▶ Stored data
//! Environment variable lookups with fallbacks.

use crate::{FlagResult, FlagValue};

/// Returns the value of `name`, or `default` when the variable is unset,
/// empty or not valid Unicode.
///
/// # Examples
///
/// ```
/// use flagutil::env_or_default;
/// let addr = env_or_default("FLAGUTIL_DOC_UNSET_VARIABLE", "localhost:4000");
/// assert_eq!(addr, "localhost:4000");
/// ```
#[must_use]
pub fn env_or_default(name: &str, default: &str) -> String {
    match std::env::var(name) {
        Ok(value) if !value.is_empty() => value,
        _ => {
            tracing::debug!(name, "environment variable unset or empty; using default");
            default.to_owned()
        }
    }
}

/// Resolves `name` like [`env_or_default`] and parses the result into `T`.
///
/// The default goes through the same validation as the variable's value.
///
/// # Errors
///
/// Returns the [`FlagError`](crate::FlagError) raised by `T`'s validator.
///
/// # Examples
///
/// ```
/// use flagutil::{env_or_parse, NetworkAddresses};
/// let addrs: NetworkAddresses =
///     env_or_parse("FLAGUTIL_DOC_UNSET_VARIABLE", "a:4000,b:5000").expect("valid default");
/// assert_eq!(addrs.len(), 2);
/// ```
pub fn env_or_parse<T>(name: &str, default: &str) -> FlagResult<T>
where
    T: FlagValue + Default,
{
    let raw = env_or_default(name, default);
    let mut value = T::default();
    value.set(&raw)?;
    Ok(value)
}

▶ Exercise details
What is the number of lines in the records that contain the word "FlagValue"? Answer with the number and nothing else.

▶ Answer section
2